--- EXERCISE INSTRUCTIONS ---
In the material below, find the line containing "pub fn player_id(&self)" and the line containing "let world = world(1);", then reproduce exactly both of them and every line between, and nothing else.

--- DATA UNDER STUDY ---
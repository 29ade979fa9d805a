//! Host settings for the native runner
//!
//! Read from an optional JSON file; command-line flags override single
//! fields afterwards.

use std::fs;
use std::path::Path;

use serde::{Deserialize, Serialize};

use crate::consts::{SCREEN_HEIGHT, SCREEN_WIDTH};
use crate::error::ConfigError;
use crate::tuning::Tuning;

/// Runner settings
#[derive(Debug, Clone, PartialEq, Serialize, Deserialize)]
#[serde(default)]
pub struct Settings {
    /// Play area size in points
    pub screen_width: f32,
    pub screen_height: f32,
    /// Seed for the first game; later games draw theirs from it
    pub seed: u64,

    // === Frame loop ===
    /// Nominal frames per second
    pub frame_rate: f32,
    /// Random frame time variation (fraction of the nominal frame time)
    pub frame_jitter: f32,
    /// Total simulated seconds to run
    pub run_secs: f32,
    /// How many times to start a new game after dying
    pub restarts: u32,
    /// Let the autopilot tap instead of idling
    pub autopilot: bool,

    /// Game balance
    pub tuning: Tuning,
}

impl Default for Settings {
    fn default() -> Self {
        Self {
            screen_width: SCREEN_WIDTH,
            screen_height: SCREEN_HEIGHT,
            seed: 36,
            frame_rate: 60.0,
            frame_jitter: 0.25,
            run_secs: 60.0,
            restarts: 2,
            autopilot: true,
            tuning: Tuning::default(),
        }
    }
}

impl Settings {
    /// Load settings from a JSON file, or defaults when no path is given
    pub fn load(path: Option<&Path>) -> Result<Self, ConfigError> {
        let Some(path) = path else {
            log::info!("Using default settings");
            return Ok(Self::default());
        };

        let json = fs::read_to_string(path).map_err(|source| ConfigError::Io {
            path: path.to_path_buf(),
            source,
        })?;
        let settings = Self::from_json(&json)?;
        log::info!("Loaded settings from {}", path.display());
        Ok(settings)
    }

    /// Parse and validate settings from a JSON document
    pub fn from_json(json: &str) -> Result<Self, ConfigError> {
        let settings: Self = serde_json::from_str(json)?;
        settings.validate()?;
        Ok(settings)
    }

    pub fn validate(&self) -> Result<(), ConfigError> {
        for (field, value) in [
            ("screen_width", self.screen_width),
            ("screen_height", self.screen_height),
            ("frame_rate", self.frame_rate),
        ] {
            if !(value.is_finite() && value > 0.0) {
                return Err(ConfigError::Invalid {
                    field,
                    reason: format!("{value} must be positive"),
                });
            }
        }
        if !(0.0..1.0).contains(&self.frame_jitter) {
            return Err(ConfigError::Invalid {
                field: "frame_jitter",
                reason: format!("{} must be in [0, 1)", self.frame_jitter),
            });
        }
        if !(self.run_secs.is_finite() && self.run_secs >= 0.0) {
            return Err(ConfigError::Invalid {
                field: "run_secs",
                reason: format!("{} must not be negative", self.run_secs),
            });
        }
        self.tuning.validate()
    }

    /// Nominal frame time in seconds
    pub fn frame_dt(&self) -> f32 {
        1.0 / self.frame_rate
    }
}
==
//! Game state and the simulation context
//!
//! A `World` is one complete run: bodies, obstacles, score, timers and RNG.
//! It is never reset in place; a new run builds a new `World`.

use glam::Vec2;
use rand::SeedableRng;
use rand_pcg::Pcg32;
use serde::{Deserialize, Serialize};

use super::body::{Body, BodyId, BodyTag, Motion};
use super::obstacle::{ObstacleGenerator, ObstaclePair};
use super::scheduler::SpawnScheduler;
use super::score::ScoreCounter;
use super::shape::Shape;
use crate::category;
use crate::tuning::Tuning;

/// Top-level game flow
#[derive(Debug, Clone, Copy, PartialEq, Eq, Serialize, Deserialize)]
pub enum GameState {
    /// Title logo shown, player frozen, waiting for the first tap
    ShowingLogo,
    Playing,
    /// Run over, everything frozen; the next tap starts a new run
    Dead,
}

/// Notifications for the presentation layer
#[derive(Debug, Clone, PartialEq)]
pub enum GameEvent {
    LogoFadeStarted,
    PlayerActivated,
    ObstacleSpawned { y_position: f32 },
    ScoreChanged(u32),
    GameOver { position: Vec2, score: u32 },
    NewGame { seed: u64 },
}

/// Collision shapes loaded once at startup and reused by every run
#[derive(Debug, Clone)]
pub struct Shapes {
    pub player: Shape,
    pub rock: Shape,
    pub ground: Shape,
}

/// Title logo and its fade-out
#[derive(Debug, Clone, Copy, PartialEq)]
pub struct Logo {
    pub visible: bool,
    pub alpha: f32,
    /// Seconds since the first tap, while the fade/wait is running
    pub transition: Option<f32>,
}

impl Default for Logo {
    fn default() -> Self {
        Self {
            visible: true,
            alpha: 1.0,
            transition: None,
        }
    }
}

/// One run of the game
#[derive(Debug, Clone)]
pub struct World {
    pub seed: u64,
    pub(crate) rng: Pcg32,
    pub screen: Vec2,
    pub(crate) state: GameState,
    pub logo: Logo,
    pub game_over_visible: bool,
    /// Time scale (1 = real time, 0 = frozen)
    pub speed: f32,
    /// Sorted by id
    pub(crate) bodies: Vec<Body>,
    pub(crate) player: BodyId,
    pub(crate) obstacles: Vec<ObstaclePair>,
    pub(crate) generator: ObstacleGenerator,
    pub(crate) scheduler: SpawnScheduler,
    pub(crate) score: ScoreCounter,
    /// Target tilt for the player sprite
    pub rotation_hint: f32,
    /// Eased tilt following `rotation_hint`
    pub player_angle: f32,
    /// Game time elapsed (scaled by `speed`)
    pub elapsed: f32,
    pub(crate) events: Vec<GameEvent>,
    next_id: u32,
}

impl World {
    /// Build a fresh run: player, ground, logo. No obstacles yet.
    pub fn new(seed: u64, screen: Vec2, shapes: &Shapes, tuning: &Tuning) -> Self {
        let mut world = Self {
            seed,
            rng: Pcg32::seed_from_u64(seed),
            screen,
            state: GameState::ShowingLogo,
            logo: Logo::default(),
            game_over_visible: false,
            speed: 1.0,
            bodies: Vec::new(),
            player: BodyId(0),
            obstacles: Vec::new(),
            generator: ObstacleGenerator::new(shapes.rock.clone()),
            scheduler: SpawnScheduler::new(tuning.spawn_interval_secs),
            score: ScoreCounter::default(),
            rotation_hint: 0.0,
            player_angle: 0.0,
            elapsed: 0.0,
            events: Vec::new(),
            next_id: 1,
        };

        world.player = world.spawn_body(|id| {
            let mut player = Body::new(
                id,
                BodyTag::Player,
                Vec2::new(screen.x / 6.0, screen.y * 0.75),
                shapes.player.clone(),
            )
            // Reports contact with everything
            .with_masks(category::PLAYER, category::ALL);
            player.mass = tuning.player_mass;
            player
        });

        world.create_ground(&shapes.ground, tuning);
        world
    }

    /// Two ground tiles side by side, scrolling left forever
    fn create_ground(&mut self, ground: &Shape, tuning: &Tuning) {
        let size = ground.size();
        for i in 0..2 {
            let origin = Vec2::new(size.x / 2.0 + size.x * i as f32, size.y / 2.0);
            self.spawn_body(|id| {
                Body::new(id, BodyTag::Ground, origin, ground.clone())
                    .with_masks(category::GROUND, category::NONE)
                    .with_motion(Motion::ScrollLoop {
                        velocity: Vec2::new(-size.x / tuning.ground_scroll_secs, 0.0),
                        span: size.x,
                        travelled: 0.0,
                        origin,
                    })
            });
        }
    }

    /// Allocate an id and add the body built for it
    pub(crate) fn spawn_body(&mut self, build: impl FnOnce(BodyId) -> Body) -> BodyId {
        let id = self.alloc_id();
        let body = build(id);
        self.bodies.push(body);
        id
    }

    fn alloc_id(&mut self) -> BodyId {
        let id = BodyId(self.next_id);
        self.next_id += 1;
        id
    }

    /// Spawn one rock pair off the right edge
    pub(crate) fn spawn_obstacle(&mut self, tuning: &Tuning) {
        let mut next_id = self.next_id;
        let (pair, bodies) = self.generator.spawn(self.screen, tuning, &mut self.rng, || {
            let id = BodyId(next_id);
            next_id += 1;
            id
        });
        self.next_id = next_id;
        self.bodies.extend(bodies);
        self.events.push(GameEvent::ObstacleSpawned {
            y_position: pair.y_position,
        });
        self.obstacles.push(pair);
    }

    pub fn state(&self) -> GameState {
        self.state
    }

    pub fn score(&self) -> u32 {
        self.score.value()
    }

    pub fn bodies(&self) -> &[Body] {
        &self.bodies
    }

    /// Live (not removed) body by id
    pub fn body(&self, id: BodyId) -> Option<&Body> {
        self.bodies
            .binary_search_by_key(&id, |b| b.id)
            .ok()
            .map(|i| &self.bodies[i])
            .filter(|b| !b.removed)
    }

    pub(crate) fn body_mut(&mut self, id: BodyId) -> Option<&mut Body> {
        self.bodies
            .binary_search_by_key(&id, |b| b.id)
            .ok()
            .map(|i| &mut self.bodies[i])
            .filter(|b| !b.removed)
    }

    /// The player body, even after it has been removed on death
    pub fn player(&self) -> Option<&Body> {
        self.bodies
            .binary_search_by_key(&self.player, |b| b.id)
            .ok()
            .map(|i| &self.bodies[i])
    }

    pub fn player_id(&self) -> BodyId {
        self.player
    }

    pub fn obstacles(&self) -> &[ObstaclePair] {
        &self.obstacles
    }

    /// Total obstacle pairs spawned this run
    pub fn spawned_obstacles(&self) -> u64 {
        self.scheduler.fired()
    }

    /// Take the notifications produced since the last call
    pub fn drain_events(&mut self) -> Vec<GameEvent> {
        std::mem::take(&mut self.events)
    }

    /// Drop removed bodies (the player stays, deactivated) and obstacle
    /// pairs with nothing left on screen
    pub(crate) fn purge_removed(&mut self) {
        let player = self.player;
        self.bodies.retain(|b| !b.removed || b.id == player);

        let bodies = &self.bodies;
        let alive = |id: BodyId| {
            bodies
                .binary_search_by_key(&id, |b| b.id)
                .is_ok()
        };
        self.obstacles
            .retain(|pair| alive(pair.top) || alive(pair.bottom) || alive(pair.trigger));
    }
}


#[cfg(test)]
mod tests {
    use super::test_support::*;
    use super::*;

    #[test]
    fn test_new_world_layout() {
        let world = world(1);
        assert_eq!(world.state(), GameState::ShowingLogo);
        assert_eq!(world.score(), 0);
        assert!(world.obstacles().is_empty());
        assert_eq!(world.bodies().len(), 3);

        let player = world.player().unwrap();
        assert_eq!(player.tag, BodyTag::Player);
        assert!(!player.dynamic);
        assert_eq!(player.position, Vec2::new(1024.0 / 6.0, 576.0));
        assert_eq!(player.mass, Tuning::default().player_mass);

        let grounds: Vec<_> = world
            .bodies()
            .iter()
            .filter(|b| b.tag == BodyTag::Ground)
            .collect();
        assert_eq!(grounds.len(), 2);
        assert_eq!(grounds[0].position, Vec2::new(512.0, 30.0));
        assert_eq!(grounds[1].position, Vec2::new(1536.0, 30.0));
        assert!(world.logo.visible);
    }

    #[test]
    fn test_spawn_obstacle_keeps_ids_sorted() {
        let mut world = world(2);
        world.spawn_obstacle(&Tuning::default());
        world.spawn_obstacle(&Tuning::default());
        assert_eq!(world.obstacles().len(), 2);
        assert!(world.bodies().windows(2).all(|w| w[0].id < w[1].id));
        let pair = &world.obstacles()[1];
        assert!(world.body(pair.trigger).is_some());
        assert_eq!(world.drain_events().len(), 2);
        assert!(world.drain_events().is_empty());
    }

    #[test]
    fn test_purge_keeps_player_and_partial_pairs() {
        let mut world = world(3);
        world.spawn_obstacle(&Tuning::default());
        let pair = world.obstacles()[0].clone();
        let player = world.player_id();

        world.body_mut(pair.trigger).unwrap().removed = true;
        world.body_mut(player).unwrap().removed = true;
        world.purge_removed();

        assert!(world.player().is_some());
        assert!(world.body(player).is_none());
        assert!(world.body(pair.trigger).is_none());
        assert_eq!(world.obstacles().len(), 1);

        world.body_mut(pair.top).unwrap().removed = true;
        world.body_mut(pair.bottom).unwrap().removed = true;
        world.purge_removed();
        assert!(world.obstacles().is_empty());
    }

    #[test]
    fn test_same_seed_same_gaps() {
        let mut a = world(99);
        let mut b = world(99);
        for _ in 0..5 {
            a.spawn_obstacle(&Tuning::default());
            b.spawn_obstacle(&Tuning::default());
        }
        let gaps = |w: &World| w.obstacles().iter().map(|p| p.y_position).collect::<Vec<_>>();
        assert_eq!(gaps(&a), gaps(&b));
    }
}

--- ANSWER FOR THE TASK ---
    pub fn player_id(&self) -> BodyId {
        self.player
    }

    pub fn obstacles(&self) -> &[ObstaclePair] {
        &self.obstacles
    }

    /// Total obstacle pairs spawned this run
    pub fn spawned_obstacles(&self) -> u64 {
        self.scheduler.fired()
    }

    /// Take the notifications produced since the last call
    pub fn drain_events(&mut self) -> Vec<GameEvent> {
        std::mem::take(&mut self.events)
    }

    /// Drop removed bodies (the player stays, deactivated) and obstacle
    /// pairs with nothing left on screen
    pub(crate) fn purge_removed(&mut self) {
        let player = self.player;
        self.bodies.retain(|b| !b.removed || b.id == player);

        let bodies = &self.bodies;
        let alive = |id: BodyId| {
            bodies
                .binary_search_by_key(&id, |b| b.id)
                .is_ok()
        };
        self.obstacles
            .retain(|pair| alive(pair.top) || alive(pair.bottom) || alive(pair.trigger));
    }
}


#[cfg(test)]
mod tests {
    use super::test_support::*;
    use super::*;

    #[test]
    fn test_new_world_layout() {
        let world = world(1);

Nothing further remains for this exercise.